(Stored data)
◆ ◆ ◆ ◆ ◆

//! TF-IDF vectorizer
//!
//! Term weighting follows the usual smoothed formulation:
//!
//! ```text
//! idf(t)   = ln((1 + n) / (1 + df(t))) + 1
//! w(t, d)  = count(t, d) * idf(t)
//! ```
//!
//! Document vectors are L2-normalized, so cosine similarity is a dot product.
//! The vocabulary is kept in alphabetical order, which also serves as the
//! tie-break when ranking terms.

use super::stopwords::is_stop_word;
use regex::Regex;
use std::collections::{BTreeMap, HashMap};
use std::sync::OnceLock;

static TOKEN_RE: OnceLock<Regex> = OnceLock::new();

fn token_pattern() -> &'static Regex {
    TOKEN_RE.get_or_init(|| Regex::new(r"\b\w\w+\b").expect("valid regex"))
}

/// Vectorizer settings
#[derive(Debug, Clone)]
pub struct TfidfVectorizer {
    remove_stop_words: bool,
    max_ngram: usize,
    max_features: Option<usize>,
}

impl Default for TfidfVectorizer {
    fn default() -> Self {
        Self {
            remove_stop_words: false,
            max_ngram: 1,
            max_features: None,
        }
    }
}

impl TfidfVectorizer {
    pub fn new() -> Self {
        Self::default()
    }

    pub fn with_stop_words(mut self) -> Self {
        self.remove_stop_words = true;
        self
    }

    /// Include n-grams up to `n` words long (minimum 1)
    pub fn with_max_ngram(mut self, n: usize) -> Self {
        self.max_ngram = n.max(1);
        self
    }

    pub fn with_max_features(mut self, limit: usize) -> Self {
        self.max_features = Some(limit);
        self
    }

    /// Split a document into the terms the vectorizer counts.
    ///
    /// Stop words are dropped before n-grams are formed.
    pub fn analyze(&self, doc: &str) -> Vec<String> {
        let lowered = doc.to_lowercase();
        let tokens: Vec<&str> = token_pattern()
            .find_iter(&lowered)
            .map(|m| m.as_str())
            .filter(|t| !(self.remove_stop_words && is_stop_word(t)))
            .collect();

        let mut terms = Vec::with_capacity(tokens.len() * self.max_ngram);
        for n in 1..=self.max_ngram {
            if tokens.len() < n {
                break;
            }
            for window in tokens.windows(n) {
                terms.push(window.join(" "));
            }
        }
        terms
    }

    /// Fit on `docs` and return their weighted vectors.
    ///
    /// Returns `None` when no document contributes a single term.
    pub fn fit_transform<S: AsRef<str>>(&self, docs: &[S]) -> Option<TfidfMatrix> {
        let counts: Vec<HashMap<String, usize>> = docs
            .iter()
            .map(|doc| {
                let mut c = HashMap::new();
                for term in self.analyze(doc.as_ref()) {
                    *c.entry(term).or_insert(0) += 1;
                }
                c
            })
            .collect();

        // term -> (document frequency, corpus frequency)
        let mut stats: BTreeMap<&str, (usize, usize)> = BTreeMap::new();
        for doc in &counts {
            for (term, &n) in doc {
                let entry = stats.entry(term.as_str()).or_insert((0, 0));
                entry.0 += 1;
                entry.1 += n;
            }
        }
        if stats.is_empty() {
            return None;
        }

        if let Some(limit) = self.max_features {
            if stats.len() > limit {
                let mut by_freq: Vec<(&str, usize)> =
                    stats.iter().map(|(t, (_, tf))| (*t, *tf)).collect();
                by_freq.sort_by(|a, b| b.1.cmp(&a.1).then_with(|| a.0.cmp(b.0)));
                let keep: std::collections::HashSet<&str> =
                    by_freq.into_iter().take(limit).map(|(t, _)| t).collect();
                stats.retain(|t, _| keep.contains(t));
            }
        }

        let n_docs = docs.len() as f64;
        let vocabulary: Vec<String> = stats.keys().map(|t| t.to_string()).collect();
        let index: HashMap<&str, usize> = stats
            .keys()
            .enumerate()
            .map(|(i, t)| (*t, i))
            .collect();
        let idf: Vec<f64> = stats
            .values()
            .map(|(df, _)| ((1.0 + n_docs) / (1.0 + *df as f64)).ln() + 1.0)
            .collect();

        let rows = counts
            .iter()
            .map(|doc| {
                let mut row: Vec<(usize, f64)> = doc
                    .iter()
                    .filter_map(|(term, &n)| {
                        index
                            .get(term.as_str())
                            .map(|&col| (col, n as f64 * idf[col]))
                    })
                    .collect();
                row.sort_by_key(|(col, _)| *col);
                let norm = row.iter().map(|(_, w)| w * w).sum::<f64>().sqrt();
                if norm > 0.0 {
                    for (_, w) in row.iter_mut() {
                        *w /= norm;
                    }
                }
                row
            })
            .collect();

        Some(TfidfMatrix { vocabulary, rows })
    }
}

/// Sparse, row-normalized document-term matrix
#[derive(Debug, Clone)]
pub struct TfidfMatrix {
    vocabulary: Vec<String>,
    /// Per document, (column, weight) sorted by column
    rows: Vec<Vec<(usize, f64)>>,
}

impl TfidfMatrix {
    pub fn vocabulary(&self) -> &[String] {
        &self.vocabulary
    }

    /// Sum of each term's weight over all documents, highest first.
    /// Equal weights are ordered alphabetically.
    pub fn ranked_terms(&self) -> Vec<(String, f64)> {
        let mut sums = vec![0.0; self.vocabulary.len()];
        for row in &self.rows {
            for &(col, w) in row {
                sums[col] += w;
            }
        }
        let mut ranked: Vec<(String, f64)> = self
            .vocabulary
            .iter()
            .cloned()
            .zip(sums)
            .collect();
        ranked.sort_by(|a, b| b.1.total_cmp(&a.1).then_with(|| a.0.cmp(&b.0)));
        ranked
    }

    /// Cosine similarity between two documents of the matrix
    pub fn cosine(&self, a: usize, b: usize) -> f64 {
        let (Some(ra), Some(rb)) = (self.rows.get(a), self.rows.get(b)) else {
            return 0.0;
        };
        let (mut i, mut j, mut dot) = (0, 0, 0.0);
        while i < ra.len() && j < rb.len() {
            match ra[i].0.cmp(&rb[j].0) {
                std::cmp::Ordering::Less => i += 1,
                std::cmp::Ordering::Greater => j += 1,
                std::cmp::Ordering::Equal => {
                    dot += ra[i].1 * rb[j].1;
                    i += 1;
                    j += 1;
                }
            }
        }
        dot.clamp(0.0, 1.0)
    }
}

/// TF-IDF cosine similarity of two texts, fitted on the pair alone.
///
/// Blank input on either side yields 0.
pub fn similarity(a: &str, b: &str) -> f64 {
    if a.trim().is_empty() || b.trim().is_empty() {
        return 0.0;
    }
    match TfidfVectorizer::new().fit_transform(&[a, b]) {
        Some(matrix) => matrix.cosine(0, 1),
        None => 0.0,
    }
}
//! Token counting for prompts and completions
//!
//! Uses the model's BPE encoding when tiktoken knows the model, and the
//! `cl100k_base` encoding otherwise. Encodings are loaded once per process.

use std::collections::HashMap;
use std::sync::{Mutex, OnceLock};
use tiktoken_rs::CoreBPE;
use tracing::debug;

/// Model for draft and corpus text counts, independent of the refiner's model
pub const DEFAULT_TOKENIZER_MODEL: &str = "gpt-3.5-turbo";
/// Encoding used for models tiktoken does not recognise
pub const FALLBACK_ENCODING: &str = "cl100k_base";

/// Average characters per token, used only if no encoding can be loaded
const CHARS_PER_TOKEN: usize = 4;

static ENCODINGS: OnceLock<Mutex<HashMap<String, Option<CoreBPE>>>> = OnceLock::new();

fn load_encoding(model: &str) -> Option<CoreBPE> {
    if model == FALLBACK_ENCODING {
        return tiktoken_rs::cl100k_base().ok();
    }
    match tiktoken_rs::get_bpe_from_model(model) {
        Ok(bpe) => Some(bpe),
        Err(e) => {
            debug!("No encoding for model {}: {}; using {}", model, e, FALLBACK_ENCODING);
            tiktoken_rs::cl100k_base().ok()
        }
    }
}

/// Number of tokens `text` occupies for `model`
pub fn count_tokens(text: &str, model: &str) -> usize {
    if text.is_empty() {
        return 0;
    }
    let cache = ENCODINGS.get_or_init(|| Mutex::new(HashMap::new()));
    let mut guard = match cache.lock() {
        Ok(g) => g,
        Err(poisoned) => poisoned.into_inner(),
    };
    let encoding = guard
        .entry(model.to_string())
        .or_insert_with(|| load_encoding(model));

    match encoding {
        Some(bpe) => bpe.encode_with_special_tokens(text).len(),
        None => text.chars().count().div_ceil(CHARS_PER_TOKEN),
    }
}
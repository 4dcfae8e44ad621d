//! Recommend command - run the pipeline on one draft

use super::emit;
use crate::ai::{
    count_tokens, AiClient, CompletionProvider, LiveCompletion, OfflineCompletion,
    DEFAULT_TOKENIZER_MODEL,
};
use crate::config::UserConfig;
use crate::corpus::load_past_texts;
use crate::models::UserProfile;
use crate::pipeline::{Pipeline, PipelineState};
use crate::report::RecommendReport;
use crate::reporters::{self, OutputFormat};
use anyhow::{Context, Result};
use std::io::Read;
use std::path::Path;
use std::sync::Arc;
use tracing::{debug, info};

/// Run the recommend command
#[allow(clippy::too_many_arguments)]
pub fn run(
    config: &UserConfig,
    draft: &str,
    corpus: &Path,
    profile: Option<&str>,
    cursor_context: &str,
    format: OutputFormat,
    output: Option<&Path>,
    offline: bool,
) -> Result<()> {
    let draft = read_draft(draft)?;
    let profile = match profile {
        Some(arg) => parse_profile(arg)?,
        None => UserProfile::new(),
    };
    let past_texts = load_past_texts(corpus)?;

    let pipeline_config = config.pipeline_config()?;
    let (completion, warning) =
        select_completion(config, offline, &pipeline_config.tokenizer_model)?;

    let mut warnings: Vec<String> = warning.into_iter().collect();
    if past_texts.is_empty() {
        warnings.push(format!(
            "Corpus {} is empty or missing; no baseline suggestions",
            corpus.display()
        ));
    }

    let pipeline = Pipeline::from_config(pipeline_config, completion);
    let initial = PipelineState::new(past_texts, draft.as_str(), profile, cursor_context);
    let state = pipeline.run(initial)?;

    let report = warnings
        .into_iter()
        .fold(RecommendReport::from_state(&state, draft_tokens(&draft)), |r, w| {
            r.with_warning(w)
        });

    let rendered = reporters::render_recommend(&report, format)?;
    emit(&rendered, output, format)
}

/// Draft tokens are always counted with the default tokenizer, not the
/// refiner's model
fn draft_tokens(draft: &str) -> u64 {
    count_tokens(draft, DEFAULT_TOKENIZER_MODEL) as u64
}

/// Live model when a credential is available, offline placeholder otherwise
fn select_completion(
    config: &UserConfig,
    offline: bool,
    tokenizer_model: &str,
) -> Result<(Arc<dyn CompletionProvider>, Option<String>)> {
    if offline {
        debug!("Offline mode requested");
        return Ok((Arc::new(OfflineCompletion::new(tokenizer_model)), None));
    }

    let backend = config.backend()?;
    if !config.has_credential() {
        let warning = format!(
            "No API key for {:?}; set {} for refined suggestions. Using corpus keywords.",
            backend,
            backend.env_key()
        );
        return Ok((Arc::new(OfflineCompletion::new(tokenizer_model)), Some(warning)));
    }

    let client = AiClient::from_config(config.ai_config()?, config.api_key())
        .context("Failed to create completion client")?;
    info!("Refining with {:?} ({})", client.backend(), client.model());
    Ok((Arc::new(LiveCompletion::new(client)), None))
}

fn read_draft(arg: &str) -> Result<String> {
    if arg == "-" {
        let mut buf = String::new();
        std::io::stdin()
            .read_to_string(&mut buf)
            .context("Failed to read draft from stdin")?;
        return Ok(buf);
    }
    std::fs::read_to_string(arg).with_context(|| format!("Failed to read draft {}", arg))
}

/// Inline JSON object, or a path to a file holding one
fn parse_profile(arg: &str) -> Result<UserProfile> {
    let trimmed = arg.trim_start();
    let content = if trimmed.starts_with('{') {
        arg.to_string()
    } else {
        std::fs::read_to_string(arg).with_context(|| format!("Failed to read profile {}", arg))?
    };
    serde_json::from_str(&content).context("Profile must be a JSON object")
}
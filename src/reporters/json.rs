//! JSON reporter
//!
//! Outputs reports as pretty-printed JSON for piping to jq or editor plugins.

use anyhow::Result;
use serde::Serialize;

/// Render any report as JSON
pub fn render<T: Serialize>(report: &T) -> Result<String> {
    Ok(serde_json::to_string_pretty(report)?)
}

◆ ◆ ◆ ◆ ◆

Look over the entries above and count the lines where the word "cache" appears, then report only that count.

2